If I wanted to increase the limit to 5 rows, then the row with id=2 would be included in the results. However, if I increased the limit to 6 rows, the row with id=1 would not be added because sec=1 has already been seen.

Note: Though it shouldn't matter, I am on PostgreSQL 9.3.1.

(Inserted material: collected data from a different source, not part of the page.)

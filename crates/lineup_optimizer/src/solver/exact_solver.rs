use fixedbitset::FixedBitSet;

use super::{
    binary_program::BinaryProgram,
    solver_params::{SolverParams, Termination},
};

#[derive(Debug, Clone, Copy, Default, PartialEq, Eq)]
pub struct SearchStatistics {
    pub nodes: usize,
    pub pruned_by_bound: usize,
    pub pruned_by_constraints: usize,
    pub improvements: usize,
}

#[derive(Debug, Clone, PartialEq)]
pub enum ExactStatus {
    /// Proven global optimum.
    Optimal {
        assignment: FixedBitSet,
        objective: f64,
    },
    /// No assignment satisfies every constraint.
    Infeasible,
    /// A termination limit fired before the search completed.
    Terminated(Termination),
}

#[derive(Debug, Clone, PartialEq)]
pub struct ExactOutcome {
    pub status: ExactStatus,
    pub statistics: SearchStatistics,
}

/// Any method that returns the global optimum of a [`BinaryProgram`] or
/// reports that none exists.
pub trait ExactSolver: Send + Sync {
    fn solver_name(&self) -> &'static str;

    fn solve(&self, program: &BinaryProgram, params: &SolverParams) -> ExactOutcome;
}

impl<S: ExactSolver + ?Sized> ExactSolver for &S {
    fn solver_name(&self) -> &'static str {
        (**self).solver_name()
    }

    fn solve(&self, program: &BinaryProgram, params: &SolverParams) -> ExactOutcome {
        (**self).solve(program, params)
    }
}
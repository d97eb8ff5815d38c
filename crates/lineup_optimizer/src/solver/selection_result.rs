use std::fmt::Display;

use schemars::JsonSchema;
use serde::Serialize;

use crate::problem::{
    candidate::{Candidate, CandidateIdx},
    selection_problem::SelectionProblem,
};

use super::composition::{Composition, Violations};

#[derive(Serialize, JsonSchema, Debug, Clone, Copy, PartialEq, Eq)]
#[serde(rename_all = "SCREAMING_SNAKE_CASE")]
pub enum SelectionMethod {
    Exact,
    GreedyFallback,
}

/// Why the exact search did not produce the roster.
#[derive(Serialize, JsonSchema, Debug, Clone, Copy, PartialEq, Eq)]
#[serde(rename_all = "SCREAMING_SNAKE_CASE")]
pub enum FallbackReason {
    /// Fewer candidates than roster slots; the exact search was skipped.
    InsufficientPool,
    Infeasible,
    /// A time or node limit fired before optimality was proven.
    Terminated,
}

impl Display for SelectionMethod {
    fn fmt(&self, f: &mut std::fmt::Formatter<'_>) -> std::fmt::Result {
        match self {
            SelectionMethod::Exact => write!(f, "EXACT"),
            SelectionMethod::GreedyFallback => write!(f, "GREEDY_FALLBACK"),
        }
    }
}

impl Display for FallbackReason {
    fn fmt(&self, f: &mut std::fmt::Formatter<'_>) -> std::fmt::Result {
        match self {
            FallbackReason::InsufficientPool => write!(f, "pool smaller than the squad"),
            FallbackReason::Infeasible => write!(f, "no roster meets every constraint"),
            FallbackReason::Terminated => write!(f, "exact search stopped early"),
        }
    }
}

#[derive(Serialize, JsonSchema, Debug, Clone, PartialEq)]
pub struct SelectionResult {
    selected: Vec<Candidate>,
    total_score: f64,
    method_used: SelectionMethod,
    #[serde(skip_serializing_if = "Option::is_none")]
    fallback_reason: Option<FallbackReason>,
    composition: Composition,
    violations: Violations,
}

impl SelectionResult {
    pub(crate) fn new(
        problem: &SelectionProblem,
        selected: &[CandidateIdx],
        method_used: SelectionMethod,
        fallback_reason: Option<FallbackReason>,
    ) -> Self {
        let mut selected: Vec<Candidate> = selected
            .iter()
            .map(|&index| problem.candidate(index).clone())
            .collect();
        selected.sort_by(Candidate::ranking_cmp);

        let total_score = selected.iter().map(Candidate::predicted_score).sum();
        let composition = Composition::of(&selected);
        let violations = composition.violations(problem.constraints());

        SelectionResult {
            selected,
            total_score,
            method_used,
            fallback_reason,
            composition,
            violations,
        }
    }

    /// Score descending, ties by id ascending.
    pub fn selected(&self) -> &[Candidate] {
        &self.selected
    }

    pub fn selected_ids(&self) -> Vec<&str> {
        self.selected.iter().map(Candidate::id).collect()
    }

    pub fn total_score(&self) -> f64 {
        self.total_score
    }

    pub fn method_used(&self) -> SelectionMethod {
        self.method_used
    }

    pub fn fallback_reason(&self) -> Option<FallbackReason> {
        self.fallback_reason
    }

    pub fn composition(&self) -> &Composition {
        &self.composition
    }

    /// Bounds of the request the roster does not meet.
    pub fn violations(&self) -> &Violations {
        &self.violations
    }

    pub fn is_complete(&self) -> bool {
        self.violations.is_empty()
    }

    pub fn len(&self) -> usize {
        self.selected.len()
    }

    pub fn is_empty(&self) -> bool {
        self.selected.is_empty()
    }

    /// Roster in batting-card order: keeper, batters, all-rounders, bowlers.
    pub fn lineup(&self) -> Vec<&Candidate> {
        let mut lineup: Vec<&Candidate> = self.selected.iter().collect();
        lineup.sort_by(|a, b| {
            a.role()
                .display_order()
                .cmp(&b.role().display_order())
                .then_with(|| a.ranking_cmp(b))
        });
        lineup
    }
}

#[cfg(test)]
mod tests {
    use super::*;
    use crate::{
        problem::{constraint_set::ConstraintSet, role::Role},
        test_utils::{self, CandidateSpec},
    };

    fn problem() -> SelectionProblem {
        let candidates = test_utils::create_candidates(&[
            CandidateSpec::new("bowler", 70.0, Role::Bowler),
            CandidateSpec::new("keeper", 60.0, Role::Wicketkeeper),
            CandidateSpec::new("batter", 80.0, Role::Batter).overseas(),
        ]);

        SelectionProblem::new(candidates, ConstraintSet::unconstrained(3)).unwrap()
    }

    #[test]
    fn test_result_is_ranked_and_summed() {
        let problem = problem();
        let all: Vec<CandidateIdx> = (0..3).map(CandidateIdx::new).collect();
        let result = SelectionResult::new(&problem, &all, SelectionMethod::Exact, None);

        assert_eq!(result.selected_ids(), vec!["batter", "bowler", "keeper"]);
        assert!((result.total_score() - 210.0).abs() < 1e-9);
        assert_eq!(result.composition().overseas, 1);
        assert!(result.is_complete());

        let lineup: Vec<&str> = result.lineup().iter().map(|c| c.id()).collect();
        assert_eq!(lineup, vec!["keeper", "batter", "bowler"]);
    }

    #[test]
    fn test_serialized_method_names() {
        let problem = problem();
        let exact = SelectionResult::new(
            &problem,
            &[CandidateIdx::new(0)],
            SelectionMethod::Exact,
            None,
        );
        let json = serde_json::to_value(&exact).unwrap();
        assert_eq!(json["method_used"], "EXACT");
        assert!(json.get("fallback_reason").is_none());
        assert_eq!(json["violations"][0]["constraint"], "squad_size");

        let greedy = SelectionResult::new(
            &problem,
            &[CandidateIdx::new(0)],
            SelectionMethod::GreedyFallback,
            Some(FallbackReason::Infeasible),
        );
        let json = serde_json::to_value(&greedy).unwrap();
        assert_eq!(json["method_used"], "GREEDY_FALLBACK");
        assert_eq!(json["fallback_reason"], "INFEASIBLE");
        assert_eq!(SelectionMethod::GreedyFallback.to_string(), "GREEDY_FALLBACK");
    }
}
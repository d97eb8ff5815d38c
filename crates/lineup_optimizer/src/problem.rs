pub mod candidate;
pub mod confidence_interval;
pub mod constraint_set;
pub mod role;
pub mod selection_problem;
use std::path::{Path, PathBuf};

const RESULT_SUFFIX: &str = ".result.json";

/// Request files of a folder and its subfolders, sorted. Result files written
/// by a previous run are skipped.
pub fn read_requests(folder_path: &Path) -> Result<Vec<PathBuf>, std::io::Error> {
    let mut files = Vec::new();
    for entry in std::fs::read_dir(folder_path)? {
        let path = entry?.path();
        if path.is_dir() {
            files.extend(read_requests(&path)?);
        } else if is_request_file(&path) {
            files.push(path);
        }
    }

    files.sort();

    Ok(files)
}

fn is_request_file(path: &Path) -> bool {
    let Some(name) = path.file_name().and_then(|name| name.to_str()) else {
        return false;
    };

    name.ends_with(".json") && !name.ends_with(RESULT_SUFFIX)
}

/// `squad.json` becomes `squad.result.json`, next to the request or inside
/// `out` when given.
pub fn result_path(request: &Path, out: Option<&Path>) -> PathBuf {
    let stem = request
        .file_stem()
        .and_then(|stem| stem.to_str())
        .unwrap_or("request");
    let name = format!("{stem}{RESULT_SUFFIX}");

    match out {
        Some(out) => out.join(name),
        None => request.with_file_name(name),
    }
}
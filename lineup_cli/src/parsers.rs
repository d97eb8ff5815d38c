use jiff::{SignedDuration, Span, SpanRelativeTo};

/// Accepts "5s", "1m 30s", ISO 8601 ("PT2S") or a plain number of seconds.
pub fn parse_duration(input: &str) -> Result<SignedDuration, String> {
    let duration = input
        .parse::<SignedDuration>()
        .ok()
        .or_else(|| {
            input
                .parse::<Span>()
                .and_then(|span| span.to_duration(SpanRelativeTo::days_are_24_hours()))
                .ok()
        })
        .or_else(|| input.parse::<i64>().ok().map(SignedDuration::from_secs))
        .ok_or_else(|| format!("Invalid duration `{input}`"))?;

    if duration.is_negative() || duration.is_zero() {
        return Err(format!("Duration must be positive, got `{input}`"));
    }

    Ok(duration)
}

/// Fraction of the predicted score used as the half-width of a confidence
/// interval.
pub fn parse_uncertainty(input: &str) -> Result<f64, String> {
    let value: f64 = input
        .parse()
        .map_err(|_| format!("Invalid uncertainty `{input}`"))?;

    if !(0.0..=1.0).contains(&value) {
        return Err(format!("Uncertainty must be between 0 and 1, got {value}"));
    }

    Ok(value)
}

#[cfg(test)]
mod tests {
    use super::*;

    #[test]
    fn test_parse_duration_formats() {
        assert_eq!(parse_duration("5s"), Ok(SignedDuration::from_secs(5)));
        assert_eq!(parse_duration("PT2S"), Ok(SignedDuration::from_secs(2)));
        assert_eq!(parse_duration("30"), Ok(SignedDuration::from_secs(30)));
        assert_eq!(parse_duration("1m 30s"), Ok(SignedDuration::from_secs(90)));
    }

    #[test]
    fn test_parse_duration_rejects_garbage_and_non_positive() {
        assert!(parse_duration("soon").is_err());
        assert!(parse_duration("0").is_err());
        assert!(parse_duration("-3").is_err());
    }

    #[test]
    fn test_parse_uncertainty() {
        assert_eq!(parse_uncertainty("0.15"), Ok(0.15));
        assert!(parse_uncertainty("1.5").is_err());
        assert!(parse_uncertainty("-0.1").is_err());
        assert!(parse_uncertainty("wide").is_err());
    }
}
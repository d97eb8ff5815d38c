use schemars::JsonSchema;
use serde::{Deserialize, Serialize};

use crate::error::SelectionError;

pub const DEFAULT_SQUAD_SIZE: usize = 11;

/// Composition rules a selected roster has to satisfy.
///
/// Batting and bowling minimums both count all-rounders, so a single
/// all-rounder can help satisfy the two bounds at once.
#[derive(Serialize, Deserialize, JsonSchema, Debug, Clone, PartialEq, Eq)]
pub struct ConstraintSet {
    pub squad_size: usize,
    pub min_wicketkeepers: usize,
    /// `None` leaves the number of keepers unbounded.
    pub max_wicketkeepers: Option<usize>,
    pub min_batters: usize,
    pub min_bowlers: usize,
    pub min_allrounders: usize,
    pub max_overseas: usize,
}

impl Default for ConstraintSet {
    fn default() -> Self {
        ConstraintSet {
            squad_size: DEFAULT_SQUAD_SIZE,
            min_wicketkeepers: 1,
            max_wicketkeepers: None,
            min_batters: 5,
            min_bowlers: 4,
            min_allrounders: 2,
            max_overseas: 4,
        }
    }
}

impl ConstraintSet {
    /// Constraints with every minimum at zero and no upper bounds.
    pub fn unconstrained(squad_size: usize) -> Self {
        ConstraintSet {
            squad_size,
            min_wicketkeepers: 0,
            max_wicketkeepers: None,
            min_batters: 0,
            min_bowlers: 0,
            min_allrounders: 0,
            max_overseas: usize::MAX,
        }
    }

    /// Smallest roster that can satisfy every lower bound at once. Saturates
    /// at `usize::MAX`, which no squad size can reach.
    pub fn minimum_required_players(&self) -> usize {
        let allrounders = self
            .min_allrounders
            .max(self.min_batters.min(self.min_bowlers));

        self.min_wicketkeepers
            .saturating_add(allrounders)
            .saturating_add(self.min_batters.saturating_sub(allrounders))
            .saturating_add(self.min_bowlers.saturating_sub(allrounders))
    }

    pub fn validate(&self) -> Result<(), SelectionError> {
        if self.squad_size == 0 {
            return Err(SelectionError::NonPositiveSquadSize(0));
        }

        if let Some(max_wicketkeepers) = self.max_wicketkeepers
            && self.min_wicketkeepers > max_wicketkeepers
        {
            return Err(SelectionError::WicketkeeperBounds {
                min: self.min_wicketkeepers,
                max: max_wicketkeepers,
            });
        }

        let required = self.minimum_required_players();
        if required > self.squad_size {
            return Err(SelectionError::ContradictoryConstraints {
                required,
                squad_size: self.squad_size,
            });
        }

        Ok(())
    }

    pub fn allows_overseas(&self, count: usize) -> bool {
        count <= self.max_overseas
    }

    pub fn allows_wicketkeepers(&self, count: usize) -> bool {
        self.max_wicketkeepers.is_none_or(|max| count <= max)
    }
}
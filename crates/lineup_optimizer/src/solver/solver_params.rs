use jiff::SignedDuration;

/// Limits on the exact search. When one fires before optimality is proven,
/// the selection falls back to the greedy roster.
#[derive(Clone, Debug, PartialEq)]
pub enum Termination {
    Duration(SignedDuration),
    Nodes(usize),
}

#[derive(Clone, Debug)]
pub struct SolverParams {
    pub terminations: Vec<Termination>,
}

impl Default for SolverParams {
    fn default() -> Self {
        Self {
            terminations: vec![Termination::Duration(SignedDuration::from_secs(5))],
        }
    }
}

impl SolverParams {
    pub fn unlimited() -> Self {
        Self {
            terminations: Vec::new(),
        }
    }

    pub fn max_nodes(&self) -> Option<usize> {
        self.terminations
            .iter()
            .filter_map(|termination| match termination {
                Termination::Nodes(nodes) => Some(*nodes),
                _ => None,
            })
            .min()
    }

    pub fn max_duration(&self) -> Option<SignedDuration> {
        self.terminations
            .iter()
            .filter_map(|termination| match termination {
                Termination::Duration(duration) => Some(*duration),
                _ => None,
            })
            .min()
    }
}
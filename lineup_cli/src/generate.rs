use std::path::PathBuf;

use clap::Subcommand;

#[derive(Subcommand)]
pub enum GenerateSubcommands {
    /// JSON schema of a selection request
    JsonSchema {
        #[arg(long, short = 'o')]
        out: PathBuf,
    },
    /// JSON schema of a selection result
    ResultSchema {
        #[arg(long, short = 'o')]
        out: PathBuf,
    },
}

pub fn run(subcommand: GenerateSubcommands) -> Result<(), anyhow::Error> {
    let (schema, out) = match subcommand {
        GenerateSubcommands::JsonSchema { out } => {
            (lineup_optimizer::json::schema::generate_json_schema()?, out)
        }
        GenerateSubcommands::ResultSchema { out } => (
            lineup_optimizer::json::schema::generate_result_json_schema()?,
            out,
        ),
    };

    if let Some(parent) = out.parent() {
        std::fs::create_dir_all(parent)?;
    }

    std::fs::write(out, schema)?;

    Ok(())
}
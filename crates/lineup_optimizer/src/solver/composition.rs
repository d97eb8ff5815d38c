use std::fmt::Display;

use schemars::JsonSchema;
use serde::Serialize;
use smallvec::SmallVec;

use crate::problem::{candidate::Candidate, constraint_set::ConstraintSet};

/// Role and eligibility counts of a roster. `batters` and `bowlers` both
/// include all-rounders.
#[derive(Serialize, JsonSchema, Debug, Clone, Copy, Default, PartialEq, Eq)]
pub struct Composition {
    pub players: usize,
    pub wicketkeepers: usize,
    pub batters: usize,
    pub bowlers: usize,
    pub allrounders: usize,
    pub overseas: usize,
}

#[derive(Serialize, JsonSchema, Debug, Clone, Copy, PartialEq, Eq)]
#[serde(tag = "constraint", rename_all = "snake_case")]
pub enum ConstraintViolation {
    SquadSize { required: usize, actual: usize },
    MinWicketkeepers { required: usize, actual: usize },
    MaxWicketkeepers { allowed: usize, actual: usize },
    MinBatters { required: usize, actual: usize },
    MinBowlers { required: usize, actual: usize },
    MinAllrounders { required: usize, actual: usize },
    MaxOverseas { allowed: usize, actual: usize },
}

impl ConstraintViolation {
    /// How many players short of a lower bound, zero for upper bounds.
    pub fn deficit(&self) -> usize {
        match *self {
            ConstraintViolation::SquadSize { required, actual }
            | ConstraintViolation::MinWicketkeepers { required, actual }
            | ConstraintViolation::MinBatters { required, actual }
            | ConstraintViolation::MinBowlers { required, actual }
            | ConstraintViolation::MinAllrounders { required, actual } => {
                required.saturating_sub(actual)
            }
            ConstraintViolation::MaxWicketkeepers { .. }
            | ConstraintViolation::MaxOverseas { .. } => 0,
        }
    }

    pub fn is_upper_bound(&self) -> bool {
        matches!(
            self,
            ConstraintViolation::MaxWicketkeepers { .. } | ConstraintViolation::MaxOverseas { .. }
        )
    }
}

impl Display for ConstraintViolation {
    fn fmt(&self, f: &mut std::fmt::Formatter<'_>) -> std::fmt::Result {
        match self {
            ConstraintViolation::SquadSize { required, actual } => {
                write!(f, "squad has {actual} players, {required} required")
            }
            ConstraintViolation::MinWicketkeepers { required, actual } => {
                write!(f, "{actual} wicketkeepers, at least {required} required")
            }
            ConstraintViolation::MaxWicketkeepers { allowed, actual } => {
                write!(f, "{actual} wicketkeepers, at most {allowed} allowed")
            }
            ConstraintViolation::MinBatters { required, actual } => {
                write!(f, "{actual} batting options, at least {required} required")
            }
            ConstraintViolation::MinBowlers { required, actual } => {
                write!(f, "{actual} bowling options, at least {required} required")
            }
            ConstraintViolation::MinAllrounders { required, actual } => {
                write!(f, "{actual} all-rounders, at least {required} required")
            }
            ConstraintViolation::MaxOverseas { allowed, actual } => {
                write!(f, "{actual} overseas players, at most {allowed} allowed")
            }
        }
    }
}

pub type Violations = SmallVec<[ConstraintViolation; 4]>;

impl Composition {
    pub fn of<'a>(roster: impl IntoIterator<Item = &'a Candidate>) -> Self {
        let mut composition = Composition::default();
        for candidate in roster {
            composition.add(candidate);
        }
        composition
    }

    pub fn add(&mut self, candidate: &Candidate) {
        self.apply(candidate, true);
    }

    pub fn remove(&mut self, candidate: &Candidate) {
        self.apply(candidate, false);
    }

    fn apply(&mut self, candidate: &Candidate, add: bool) {
        let role = candidate.role();
        let flags = [
            (&mut self.players, true),
            (&mut self.wicketkeepers, role.is_wicketkeeper()),
            (&mut self.batters, role.counts_as_batter()),
            (&mut self.bowlers, role.counts_as_bowler()),
            (&mut self.allrounders, role.is_allrounder()),
            (&mut self.overseas, candidate.is_overseas()),
        ];

        for (count, applies) in flags {
            if applies {
                if add {
                    *count += 1;
                } else {
                    *count -= 1;
                }
            }
        }
    }

    /// Lower bounds only, including the squad size.
    pub fn lower_bound_violations(&self, constraints: &ConstraintSet) -> Violations {
        let mut violations = Violations::new();

        if self.players < constraints.squad_size {
            violations.push(ConstraintViolation::SquadSize {
                required: constraints.squad_size,
                actual: self.players,
            });
        }

        if self.wicketkeepers < constraints.min_wicketkeepers {
            violations.push(ConstraintViolation::MinWicketkeepers {
                required: constraints.min_wicketkeepers,
                actual: self.wicketkeepers,
            });
        }

        if self.allrounders < constraints.min_allrounders {
            violations.push(ConstraintViolation::MinAllrounders {
                required: constraints.min_allrounders,
                actual: self.allrounders,
            });
        }

        if self.batters < constraints.min_batters {
            violations.push(ConstraintViolation::MinBatters {
                required: constraints.min_batters,
                actual: self.batters,
            });
        }

        if self.bowlers < constraints.min_bowlers {
            violations.push(ConstraintViolation::MinBowlers {
                required: constraints.min_bowlers,
                actual: self.bowlers,
            });
        }

        violations
    }

    pub fn upper_bound_violations(&self, constraints: &ConstraintSet) -> Violations {
        let mut violations = Violations::new();

        if self.players > constraints.squad_size {
            violations.push(ConstraintViolation::SquadSize {
                required: constraints.squad_size,
                actual: self.players,
            });
        }

        if !constraints.allows_wicketkeepers(self.wicketkeepers)
            && let Some(allowed) = constraints.max_wicketkeepers
        {
            violations.push(ConstraintViolation::MaxWicketkeepers {
                allowed,
                actual: self.wicketkeepers,
            });
        }

        if !constraints.allows_overseas(self.overseas) {
            violations.push(ConstraintViolation::MaxOverseas {
                allowed: constraints.max_overseas,
                actual: self.overseas,
            });
        }

        violations
    }

    /// Every bound the roster breaks. Empty means all constraints are met.
    pub fn violations(&self, constraints: &ConstraintSet) -> Violations {
        let mut violations = self.lower_bound_violations(constraints);
        violations.extend(self.upper_bound_violations(constraints));
        violations
    }

    pub fn satisfies(&self, constraints: &ConstraintSet) -> bool {
        self.violations(constraints).is_empty()
    }

    pub fn respects_upper_bounds(&self, constraints: &ConstraintSet) -> bool {
        self.upper_bound_violations(constraints).is_empty()
    }

    /// Sum of the shortfalls against every lower bound except squad size.
    pub fn role_deficit(&self, constraints: &ConstraintSet) -> usize {
        self.lower_bound_violations(constraints)
            .iter()
            .filter(|violation| !matches!(violation, ConstraintViolation::SquadSize { .. }))
            .map(ConstraintViolation::deficit)
            .sum()
    }
}
use std::path::{Path, PathBuf};

use clap::Args;
use indicatif::{ProgressBar, ProgressStyle};
use lineup_optimizer::{
    TeamSelector,
    solver::selection_result::{SelectionMethod, SelectionResult},
};
use rayon::prelude::*;
use tracing::{info, warn};

use crate::{
    args::{ConstraintArgs, SolverArgs},
    file_utils::{read_requests, result_path},
    parsers,
    select::{read_request, write_result},
};

#[derive(Args)]
pub struct SelectDatasetArgs {
    /// A request file or a folder of request files
    #[arg(short, long)]
    dataset: PathBuf,

    /// Output folder for the .result.json files (default: next to each request)
    #[arg(short, long)]
    output: Option<PathBuf>,

    #[arg(long, value_parser = parsers::parse_uncertainty)]
    uncertainty: Option<f64>,

    #[command(flatten)]
    solver: SolverArgs,

    #[command(flatten)]
    constraints: ConstraintArgs,
}

/// Returns the request id next to the result so that logs can name it.
fn select_file(
    path: &Path,
    args: &SelectDatasetArgs,
    selector: &TeamSelector,
) -> anyhow::Result<(Option<String>, SelectionResult)> {
    let request = read_request(path, &args.constraints, args.uncertainty)?;
    let result = selector.select_team(request.candidates, request.constraints)?;
    write_result(&result_path(path, args.output.as_deref()), &result)?;

    Ok((request.id, result))
}

pub fn run(args: SelectDatasetArgs) -> Result<(), anyhow::Error> {
    info!("Selecting dataset {:?}", args.dataset);
    let paths = if args.dataset.is_file() {
        vec![args.dataset.clone()]
    } else {
        read_requests(&args.dataset)?
    };

    let selector = TeamSelector::with_params(args.solver.params());

    let bar = ProgressBar::new(paths.len() as u64);
    bar.set_style(ProgressStyle::default_bar().template("[{bar:40}] {pos}/{len} ({elapsed})")?);

    let outcomes: Vec<(&PathBuf, anyhow::Result<(Option<String>, SelectionResult)>)> = paths
        .par_iter()
        .map(|path| {
            let outcome = select_file(path, &args, &selector);
            bar.inc(1);
            (path, outcome)
        })
        .collect();

    bar.finish_and_clear();

    let mut exact = 0;
    let mut fallback = 0;
    let mut failed = 0;
    for (path, outcome) in outcomes {
        match outcome {
            Ok((id, result)) => {
                match result.method_used() {
                    SelectionMethod::Exact => exact += 1,
                    SelectionMethod::GreedyFallback => fallback += 1,
                }

                info!(
                    id = id.as_deref().unwrap_or("-"),
                    method = %result.method_used(),
                    total_score = result.total_score(),
                    complete = result.is_complete(),
                    "{:?}",
                    path
                );
            }
            Err(error) => {
                failed += 1;
                warn!("{:?}: {:#}", path, error);
            }
        }
    }

    info!(exact, fallback, failed, "Dataset finished");

    Ok(())
}
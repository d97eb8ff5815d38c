use std::cmp::Ordering;

use schemars::JsonSchema;
use serde::Serialize;

use crate::problem::{confidence_interval::ConfidenceInterval, role::Role};

/// Position of a candidate inside a ranked [`SelectionProblem`](super::selection_problem::SelectionProblem).
#[derive(Serialize, Debug, Clone, Copy, PartialEq, Eq, Hash, PartialOrd, Ord, Default)]
pub struct CandidateIdx(usize);

impl CandidateIdx {
    pub const fn new(index: usize) -> Self {
        Self(index)
    }

    pub const fn get(&self) -> usize {
        self.0
    }
}

impl From<usize> for CandidateIdx {
    fn from(index: usize) -> Self {
        Self(index)
    }
}

impl std::fmt::Display for CandidateIdx {
    fn fmt(&self, f: &mut std::fmt::Formatter<'_>) -> std::fmt::Result {
        write!(f, "{}", self.0)
    }
}

impl std::ops::Index<CandidateIdx> for [Candidate] {
    type Output = Candidate;
    fn index(&self, index: CandidateIdx) -> &Self::Output {
        &self[index.0]
    }
}

impl std::ops::Index<CandidateIdx> for Vec<Candidate> {
    type Output = Candidate;
    fn index(&self, index: CandidateIdx) -> &Self::Output {
        &self[index.0]
    }
}

#[derive(Serialize, JsonSchema, Debug, Clone, PartialEq)]
pub struct Candidate {
    id: String,
    predicted_score: f64,
    role: Role,
    is_overseas: bool,
    #[serde(skip_serializing_if = "Option::is_none")]
    confidence: Option<ConfidenceInterval>,
}

impl Candidate {
    pub fn new(id: impl Into<String>, predicted_score: f64, role: Role) -> Self {
        Candidate {
            id: id.into(),
            predicted_score,
            role,
            is_overseas: false,
            confidence: None,
        }
    }

    pub fn id(&self) -> &str {
        &self.id
    }

    pub fn predicted_score(&self) -> f64 {
        self.predicted_score
    }

    pub fn role(&self) -> Role {
        self.role
    }

    pub fn is_overseas(&self) -> bool {
        self.is_overseas
    }

    pub fn confidence(&self) -> Option<ConfidenceInterval> {
        self.confidence
    }

    pub fn set_confidence(&mut self, confidence: ConfidenceInterval) {
        self.confidence = Some(confidence);
    }

    /// Ranking used everywhere a deterministic order is needed:
    /// highest score first, then id ascending.
    pub fn ranking_cmp(&self, other: &Candidate) -> Ordering {
        other
            .predicted_score
            .total_cmp(&self.predicted_score)
            .then_with(|| self.id.cmp(&other.id))
    }
}

pub struct CandidateBuilder {
    id: String,
    predicted_score: f64,
    role: Role,
    is_overseas: Option<bool>,
    confidence: Option<ConfidenceInterval>,
}

impl CandidateBuilder {
    pub fn new(id: impl Into<String>, predicted_score: f64, role: Role) -> Self {
        CandidateBuilder {
            id: id.into(),
            predicted_score,
            role,
            is_overseas: None,
            confidence: None,
        }
    }

    pub fn set_overseas(&mut self, is_overseas: bool) -> &mut CandidateBuilder {
        self.is_overseas = Some(is_overseas);
        self
    }

    pub fn set_confidence(&mut self, confidence: ConfidenceInterval) -> &mut CandidateBuilder {
        self.confidence = Some(confidence);
        self
    }

    pub fn build(self) -> Candidate {
        Candidate {
            id: self.id,
            predicted_score: self.predicted_score,
            role: self.role,
            is_overseas: self.is_overseas.unwrap_or(false),
            confidence: self.confidence,
        }
    }
}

In case you want to quickly build the table to test this out:

CREATE TABLE my_table (id serial primary key, sec integer DEFAULT 0 NOT NULL);
INSERT INTO my_table (sec) VALUES
  (1)
, (2)
, (3)
, (1)
, (1)
, (4)
, (5)
, (5)
, (1);
CREATE INDEX index_my_table_on_sec ON my_table (sec);

2 comments

@Erwin Brandstetter 2014-04-05 22:12:27

In Postgres, this is simpler with DISTINCT ON:

SELECT *
FROM (
   SELECT DISTINCT ON (sec)
          id, sec
   FROM   tbl
   ORDER  BY sec, id DESC
   ) sub
ORDER  BY id DESC
LIMIT  4;

Detailed explanation in this related answer on SO:

For a big table and small LIMIT, neither this nor @a_horse's solution are very efficient. The subquery will plough through the whole table, wasting a lot of time ...

Recursive CTE

I have tried and failed to solve similar problems with a recursive CTE in the past and resorted to a procedural solution with PL/pgSQL. Example:

Finally, here is a working rCTE:

WITH RECURSIVE cte AS (
   (  -- parentheses required
   SELECT id, '{}'::int[] AS last_arr, ARRAY[sec] AS arr
   FROM   tbl
   ORDER  BY id DESC
   LIMIT  1
   )
   UNION ALL
   (
   SELECT b.id, c.arr
        , CASE WHEN b.sec = ANY (c.arr) THEN c.arr ELSE b.sec  || c.arr END
   FROM   cte c
   JOIN   tbl b ON b.id < c.id
   WHERE  array_length(c.arr, 1) < 4
   ORDER  BY id DESC
   LIMIT  1
   )
   )
SELECT id, arr[1] AS sec
FROM   cte
WHERE  last_arr <> arr;

It's not as fast or elegant as I had hoped for and not nearly as fast as the function below, but faster than the query above in my tests.

PL/pgSQL function

Fastest by far:

CREATE OR REPLACE FUNCTION f_first_uniq(_rows int)
   RETURNS TABLE (id int, sec int) AS
$func$
DECLARE
   _arr int[];
BEGIN
   FOR id, sec IN
      SELECT t.id, t.sec FROM tbl t ORDER BY t.id DESC
   LOOP
      IF sec = ANY (_arr) THEN
         -- do nothing
      ELSE
         RETURN NEXT;
         _arr := _arr || sec;
         EXIT WHEN array_length(_arr, 1) >= _rows;
      END IF;
   END LOOP;
END
$func$  LANGUAGE plpgsql;

Call:

SELECT * FROM f_first_uniq(4);

SQL Fiddle demonstrating all three.

Could be made out to work for any table with table and column names as parameters and dynamic SQL with EXECUTE ...

Why bother?

In a test table with only 30k rows the function ran 2000x faster than the above query (which already ran ~ 30% faster than a_horse's version). This difference grows with the size of the table. Performance of the function is about constant, while the query's performance gets progressively worse, since it tries to find distinct values in all of the table first. Try this in a table with a million rows ...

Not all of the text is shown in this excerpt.